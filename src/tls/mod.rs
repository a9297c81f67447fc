//! TLS layer
//!
//! This module owns everything between a freshly accepted TCP connection
//! and a usable encrypted channel:
//!
//! 1. `ServerTlsContext` holds the process-wide TLS settings (certificate
//!    and key, minimum protocol version, cipher list). It is built once at
//!    startup and shared read-only by every connection.
//! 2. `handshake` consumes a raw `TcpStream` and drives the TLS handshake
//!    to completion or a classified failure.
//! 3. `TlsChannel` is the encrypted channel a successful handshake yields;
//!    the echo session performs all further I/O through it.
//!
//! # Examples
//!
//! ```no_run
//! use tls_echo::tls::{ServerTlsContext, TlsVersion};
//! use std::net::TcpListener;
//!
//! let ctx = ServerTlsContext::builder()
//!     .min_version(TlsVersion::Tls12)
//!     .build()
//!     .unwrap();
//!
//! let listener = TcpListener::bind("127.0.0.1:8443").unwrap();
//! let (stream, _) = listener.accept().unwrap();
//! let channel = ctx.accept(stream).unwrap();
//! ```

pub mod builtin_cert;
pub mod channel;
pub mod context;
pub mod handshake;

pub use channel::{TlsChannel, TlsInfo};
pub use context::{ServerTlsContext, ServerTlsContextBuilder, TlsError, TlsVersion};
pub use handshake::{handshake, HandshakeError};
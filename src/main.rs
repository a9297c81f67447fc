//! tls-echo: a TLS-terminating TCP echo server
//!
//! Accepts TLS connections and echoes every message back behind a fixed
//! acknowledgment prefix until the client sends `quit` or disconnects.

use tls_echo::config::Config;
use tls_echo::server::Server;
use tls_echo::tls::{ServerTlsContext, TlsVersion};
use tracing::info;
use tracing_subscriber::EnvFilter;

fn main() -> Result<(), Box<dyn std::error::Error>> {
    // Load configuration
    let config = Config::load()?;

    // Initialize logging
    let filter =
        EnvFilter::try_from_default_env().unwrap_or_else(|_| EnvFilter::new(&config.log_level));

    tracing_subscriber::fmt()
        .with_env_filter(filter)
        .with_target(false)
        .init();

    // A client vanishing mid-write must not take the process down.
    unsafe {
        libc::signal(libc::SIGPIPE, libc::SIG_IGN);
    }

    let min_version: TlsVersion = config.min_tls_version.parse()?;

    // Any failure from here to bind is fatal to startup and nowhere else.
    let mut builder = ServerTlsContext::builder()
        .min_version(min_version)
        .cipher_list(&config.cipher_list)?;

    if let (Some(cert), Some(key)) = (&config.cert, &config.key) {
        builder = builder.cert_file(cert)?.key_file(key)?;
    } else {
        info!("No certificate configured, using built-in self-signed pair");
    }

    let ctx = builder.build()?;

    let server = Server::bind(&config.listen, ctx)?;
    info!(
        address = %server.local_addr()?,
        min_version = min_version.as_str(),
        "TLS echo server listening"
    );

    server.run()?;
    Ok(())
}
//! Channel abstraction
//!
//! This module defines the operations an echo session performs on its
//! encrypted channel, abstracting over the concrete TLS transport. The
//! session code is written against this trait so its state machine can be
//! exercised with an instrumented fake in tests.

use std::io;

/// Operations on one bidirectional, encrypted byte stream.
///
/// A channel is exclusively owned by one session. After `shutdown` returns,
/// no further operation may be performed on the channel.
pub trait Channel {
    /// Read data from the channel.
    ///
    /// Returns `Ok(0)` when the peer closed its side cleanly.
    fn read(&mut self, buf: &mut [u8]) -> io::Result<usize>;

    /// Write data to the channel, returning the number of bytes accepted.
    fn write(&mut self, buf: &[u8]) -> io::Result<usize>;

    /// Shut the channel down, releasing transport resources.
    fn shutdown(&mut self) -> io::Result<()>;

    /// Write the whole buffer to the channel.
    ///
    /// A short write of zero bytes is reported as an error rather than
    /// looping forever.
    fn write_all(&mut self, mut buf: &[u8]) -> io::Result<()> {
        while !buf.is_empty() {
            let n = self.write(buf)?;
            if n == 0 {
                return Err(io::Error::new(
                    io::ErrorKind::WriteZero,
                    "channel accepted no data",
                ));
            }
            buf = &buf[n..];
        }
        Ok(())
    }
}
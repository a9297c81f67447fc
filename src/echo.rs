//! Echo session
//!
//! One session owns one encrypted channel from handshake completion to
//! closure. It reads a message, writes it back behind a fixed
//! acknowledgment prefix, and keeps going until the client sends the quit
//! sentinel, closes its side, or an I/O operation fails. Whatever ends the
//! loop, the channel is shut down exactly once before the session returns.
//!
//! Message boundaries are read-call boundaries: one read is one logical
//! message, there is no reassembly across reads and no splitting within
//! one. Sessions carry no idle deadline, so a silent client holds its
//! session until it disconnects.

use crate::channel::Channel;
use std::io;

/// Largest message accepted from one read.
///
/// A read is bounded to this many bytes; anything the transport holds
/// beyond it surfaces as the next message. No error is signaled to the
/// client for oversized input.
pub const MAX_MESSAGE_SIZE: usize = 4095;

/// Fixed prefix prepended to every echoed message.
pub const ACK_PREFIX: &[u8] = b"server received: ";

/// Message that ends the session after its acknowledgment.
pub const QUIT_SENTINEL: &[u8] = b"quit";

/// Session lifecycle states.
#[derive(Debug, Clone, Copy, PartialEq, Eq)]
pub enum SessionState {
    /// Serving the read/echo loop.
    Active,
    /// A termination trigger was observed; shutting the channel down.
    Draining,
    /// Channel released. Terminal.
    Closed,
}

/// What ended a session's read/echo loop.
#[derive(Debug, thiserror::Error)]
pub enum SessionError {
    #[error("peer closed the connection")]
    PeerClosed,

    #[error("read failed: {0}")]
    ReadFailure(#[source] io::Error),

    #[error("write failed: {0}")]
    WriteFailure(#[source] io::Error),
}

/// Terminal result of one session.
///
/// Never propagated as an error past the session boundary; the connection
/// thread only logs it.
#[derive(Debug)]
pub enum SessionOutcome {
    /// The client sent the quit sentinel and was acknowledged.
    Quit,
    /// The session ended on a peer close or an I/O failure.
    Ended(SessionError),
}

/// Echo session driving one channel.
pub struct EchoSession<C: Channel> {
    channel: C,
    state: SessionState,
    buf: Vec<u8>,
}

impl<C: Channel> EchoSession<C> {
    /// Create a session owning `channel`.
    pub fn new(channel: C) -> Self {
        EchoSession {
            channel,
            state: SessionState::Active,
            buf: vec![0u8; MAX_MESSAGE_SIZE],
        }
    }

    /// Current lifecycle state.
    pub fn state(&self) -> SessionState {
        self.state
    }

    /// Run the session to completion.
    ///
    /// Consumes the session; the channel is shut down exactly once on every
    /// exit path and nothing touches it afterwards.
    pub fn run(mut self) -> SessionOutcome {
        let outcome = self.serve();
        self.state = SessionState::Draining;
        // Close notification is best effort; failures here are swallowed.
        let _ = self.channel.shutdown();
        self.state = SessionState::Closed;
        outcome
    }

    /// The Active-state loop. Returns the termination trigger; teardown is
    /// the caller's job.
    fn serve(&mut self) -> SessionOutcome {
        loop {
            let n = match self.channel.read(&mut self.buf) {
                Ok(0) => return SessionOutcome::Ended(SessionError::PeerClosed),
                Ok(n) => n.min(MAX_MESSAGE_SIZE),
                Err(e) => return SessionOutcome::Ended(SessionError::ReadFailure(e)),
            };

            let is_quit = &self.buf[..n] == QUIT_SENTINEL;

            let mut response = Vec::with_capacity(ACK_PREFIX.len() + n);
            response.extend_from_slice(ACK_PREFIX);
            response.extend_from_slice(&self.buf[..n]);

            // The sentinel still gets its acknowledgment; only then does
            // the session drain.
            if let Err(e) = self.channel.write_all(&response) {
                return SessionOutcome::Ended(SessionError::WriteFailure(e));
            }

            if is_quit {
                return SessionOutcome::Quit;
            }
        }
    }
}

#[cfg(test)]
mod tests {
    use super::*;
    use std::collections::VecDeque;
    use std::sync::{Arc, Mutex};

    /// Observable effects of a fake channel, kept alive after the session
    /// consumes the channel itself.
    #[derive(Default)]
    struct FakeState {
        written: Vec<u8>,
        reads_consumed: usize,
        shutdown_calls: usize,
        ops_after_shutdown: usize,
    }

    /// Scripted channel for driving the session state machine.
    struct FakeChannel {
        reads: VecDeque<io::Result<Vec<u8>>>,
        write_error: Option<io::Error>,
        shutdown_error: Option<io::Error>,
        state: Arc<Mutex<FakeState>>,
    }

    impl FakeChannel {
        fn new(reads: Vec<io::Result<Vec<u8>>>) -> (Self, Arc<Mutex<FakeState>>) {
            let state = Arc::new(Mutex::new(FakeState::default()));
            let channel = FakeChannel {
                reads: reads.into(),
                write_error: None,
                shutdown_error: None,
                state: Arc::clone(&state),
            };
            (channel, state)
        }
    }

    impl Channel for FakeChannel {
        fn read(&mut self, buf: &mut [u8]) -> io::Result<usize> {
            let mut state = self.state.lock().unwrap();
            if state.shutdown_calls > 0 {
                state.ops_after_shutdown += 1;
            }
            match self.reads.pop_front() {
                None => Ok(0),
                Some(Err(e)) => Err(e),
                Some(Ok(data)) => {
                    state.reads_consumed += 1;
                    let n = buf.len().min(data.len());
                    buf[..n].copy_from_slice(&data[..n]);
                    // A stream keeps what one read did not drain.
                    if n < data.len() {
                        self.reads.push_front(Ok(data[n..].to_vec()));
                    }
                    Ok(n)
                }
            }
        }

        fn write(&mut self, buf: &[u8]) -> io::Result<usize> {
            let mut state = self.state.lock().unwrap();
            if state.shutdown_calls > 0 {
                state.ops_after_shutdown += 1;
            }
            if let Some(e) = self.write_error.take() {
                return Err(e);
            }
            state.written.extend_from_slice(buf);
            Ok(buf.len())
        }

        fn shutdown(&mut self) -> io::Result<()> {
            self.state.lock().unwrap().shutdown_calls += 1;
            match self.shutdown_error.take() {
                Some(e) => Err(e),
                None => Ok(()),
            }
        }
    }

    fn ack(payload: &[u8]) -> Vec<u8> {
        let mut v = ACK_PREFIX.to_vec();
        v.extend_from_slice(payload);
        v
    }

    #[test]
    fn test_new_session_is_active() {
        let (channel, _) = FakeChannel::new(vec![]);
        let session = EchoSession::new(channel);
        assert_eq!(session.state(), SessionState::Active);
    }

    #[test]
    fn test_echoes_message_with_prefix() {
        let (channel, state) = FakeChannel::new(vec![Ok(b"hello".to_vec())]);
        let outcome = EchoSession::new(channel).run();

        let state = state.lock().unwrap();
        assert_eq!(state.written, ack(b"hello"));
        assert!(matches!(
            outcome,
            SessionOutcome::Ended(SessionError::PeerClosed)
        ));
    }

    #[test]
    fn test_session_stays_open_across_messages() {
        let (channel, state) =
            FakeChannel::new(vec![Ok(b"one".to_vec()), Ok(b"two".to_vec())]);
        EchoSession::new(channel).run();

        let state = state.lock().unwrap();
        assert_eq!(state.reads_consumed, 2);
        let mut expected = ack(b"one");
        expected.extend_from_slice(&ack(b"two"));
        assert_eq!(state.written, expected);
    }

    #[test]
    fn test_quit_acknowledged_then_closed() {
        let (channel, state) = FakeChannel::new(vec![
            Ok(b"quit".to_vec()),
            Ok(b"never read".to_vec()),
        ]);
        let outcome = EchoSession::new(channel).run();

        let state = state.lock().unwrap();
        assert!(matches!(outcome, SessionOutcome::Quit));
        assert_eq!(state.written, ack(b"quit"));
        assert_eq!(state.reads_consumed, 1);
        assert_eq!(state.shutdown_calls, 1);
        assert_eq!(state.ops_after_shutdown, 0);
    }

    #[test]
    fn test_peer_close_releases_channel_once() {
        let (channel, state) = FakeChannel::new(vec![]);
        let outcome = EchoSession::new(channel).run();

        let state = state.lock().unwrap();
        assert!(matches!(
            outcome,
            SessionOutcome::Ended(SessionError::PeerClosed)
        ));
        assert!(state.written.is_empty());
        assert_eq!(state.shutdown_calls, 1);
        assert_eq!(state.ops_after_shutdown, 0);
    }

    #[test]
    fn test_read_error_releases_channel_once() {
        let (channel, state) = FakeChannel::new(vec![Err(io::Error::new(
            io::ErrorKind::ConnectionReset,
            "reset",
        ))]);
        let outcome = EchoSession::new(channel).run();

        let state = state.lock().unwrap();
        assert!(matches!(
            outcome,
            SessionOutcome::Ended(SessionError::ReadFailure(_))
        ));
        assert_eq!(state.shutdown_calls, 1);
        assert_eq!(state.ops_after_shutdown, 0);
    }

    #[test]
    fn test_write_error_stops_reading_and_releases_once() {
        let (mut channel, state) =
            FakeChannel::new(vec![Ok(b"hello".to_vec()), Ok(b"unread".to_vec())]);
        channel.write_error = Some(io::Error::new(io::ErrorKind::BrokenPipe, "pipe"));
        let outcome = EchoSession::new(channel).run();

        let state = state.lock().unwrap();
        assert!(matches!(
            outcome,
            SessionOutcome::Ended(SessionError::WriteFailure(_))
        ));
        assert_eq!(state.reads_consumed, 1);
        assert!(state.written.is_empty());
        assert_eq!(state.shutdown_calls, 1);
        assert_eq!(state.ops_after_shutdown, 0);
    }

    #[test]
    fn test_shutdown_failure_is_swallowed() {
        let (mut channel, state) = FakeChannel::new(vec![Ok(b"quit".to_vec())]);
        channel.shutdown_error =
            Some(io::Error::new(io::ErrorKind::NotConnected, "gone"));
        let outcome = EchoSession::new(channel).run();

        assert!(matches!(outcome, SessionOutcome::Quit));
        assert_eq!(state.lock().unwrap().shutdown_calls, 1);
    }

    #[test]
    fn test_oversized_message_truncated_at_boundary() {
        let big = vec![b'a'; MAX_MESSAGE_SIZE + 1];
        let (channel, state) = FakeChannel::new(vec![Ok(big.clone())]);
        EchoSession::new(channel).run();

        let state = state.lock().unwrap();
        // First response carries exactly MAX_MESSAGE_SIZE bytes; the byte
        // past the boundary surfaces as a second one-byte message.
        let mut expected = ack(&big[..MAX_MESSAGE_SIZE]);
        expected.extend_from_slice(&ack(b"a"));
        assert_eq!(state.written, expected);
    }

    #[test]
    fn test_quit_must_match_exactly() {
        let (channel, state) =
            FakeChannel::new(vec![Ok(b"quitter".to_vec()), Ok(b"quit ".to_vec())]);
        let outcome = EchoSession::new(channel).run();

        let state = state.lock().unwrap();
        // Neither near-miss ends the session; it runs to peer close.
        assert!(matches!(
            outcome,
            SessionOutcome::Ended(SessionError::PeerClosed)
        ));
        assert_eq!(state.reads_consumed, 2);
    }
}
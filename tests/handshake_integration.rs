//! Handshake isolation integration tests
//!
//! A malformed or aborted handshake must neither crash the server nor
//! prevent later clients from connecting; the accept loop just logs and
//! keeps going.

use openssl::ssl::{Ssl, SslContextBuilder, SslMethod, SslStream, SslVerifyMode};
use std::io::{Read, Write};
use std::net::{SocketAddr, TcpStream};
use std::thread;
use std::time::Duration;
use tls_echo::echo::ACK_PREFIX;
use tls_echo::server::Server;
use tls_echo::tls::{ServerTlsContext, TlsVersion};

fn spawn_server() -> SocketAddr {
    let ctx = ServerTlsContext::builder()
        .min_version(TlsVersion::Tls12)
        .build()
        .unwrap();

    let server = Server::bind("127.0.0.1:0", ctx).unwrap();
    let addr = server.local_addr().unwrap();

    thread::spawn(move || {
        let _ = server.run();
    });

    thread::sleep(Duration::from_millis(100));

    addr
}

fn connect(addr: SocketAddr) -> SslStream<TcpStream> {
    let mut builder = SslContextBuilder::new(SslMethod::tls_client()).unwrap();
    builder.set_verify(SslVerifyMode::NONE);
    let ctx = builder.build();

    let stream = TcpStream::connect(addr).unwrap();
    Ssl::new(&ctx).unwrap().connect(stream).unwrap()
}

fn echo_roundtrip(tls: &mut SslStream<TcpStream>, payload: &[u8]) {
    tls.write_all(payload).unwrap();

    let mut buf = vec![0u8; ACK_PREFIX.len() + payload.len()];
    tls.read_exact(&mut buf).unwrap();
    assert_eq!(&buf[..ACK_PREFIX.len()], ACK_PREFIX);
    assert_eq!(&buf[ACK_PREFIX.len()..], payload);
}

#[test]
fn test_non_tls_client_does_not_poison_the_server() {
    let addr = spawn_server();

    // Plain-text client: the handshake fails server-side and the
    // connection is dropped
    {
        let mut raw = TcpStream::connect(addr).unwrap();
        raw.write_all(b"GET / HTTP/1.1\r\n\r\n").unwrap();
        let mut buf = [0u8; 64];
        let _ = raw.read(&mut buf);
    }

    // A well-behaved client right after gets full service
    let mut tls = connect(addr);
    echo_roundtrip(&mut tls, b"still alive");
}

#[test]
fn test_aborted_handshake_does_not_poison_the_server() {
    let addr = spawn_server();

    // Connect and vanish before sending a ClientHello
    for _ in 0..3 {
        let stream = TcpStream::connect(addr).unwrap();
        drop(stream);
    }

    let mut tls = connect(addr);
    echo_roundtrip(&mut tls, b"hello");
}

#[test]
fn test_failed_handshake_while_session_active() {
    let addr = spawn_server();

    // An established session in one thread...
    let mut active = connect(addr);
    echo_roundtrip(&mut active, b"before");

    // ...is unaffected by a garbage handshake attempt in another
    {
        let mut raw = TcpStream::connect(addr).unwrap();
        raw.write_all(b"definitely not tls").unwrap();
        let mut buf = [0u8; 64];
        let _ = raw.read(&mut buf);
    }

    echo_roundtrip(&mut active, b"after");
}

────────────────

§ **Exercise**: Your output should be an exact copy of the lines from the top of the listing above to the line with "TLS settings (certificate", both ends included.

§ **Finished exercise**:
filename src/tls/mod.rs
repository a9297c81f67447fc
//! TLS layer
//!
//! This module owns everything between a freshly accepted TCP connection
//! and a usable encrypted channel:
//!
//! 1. `ServerTlsContext` holds the process-wide TLS settings (certificate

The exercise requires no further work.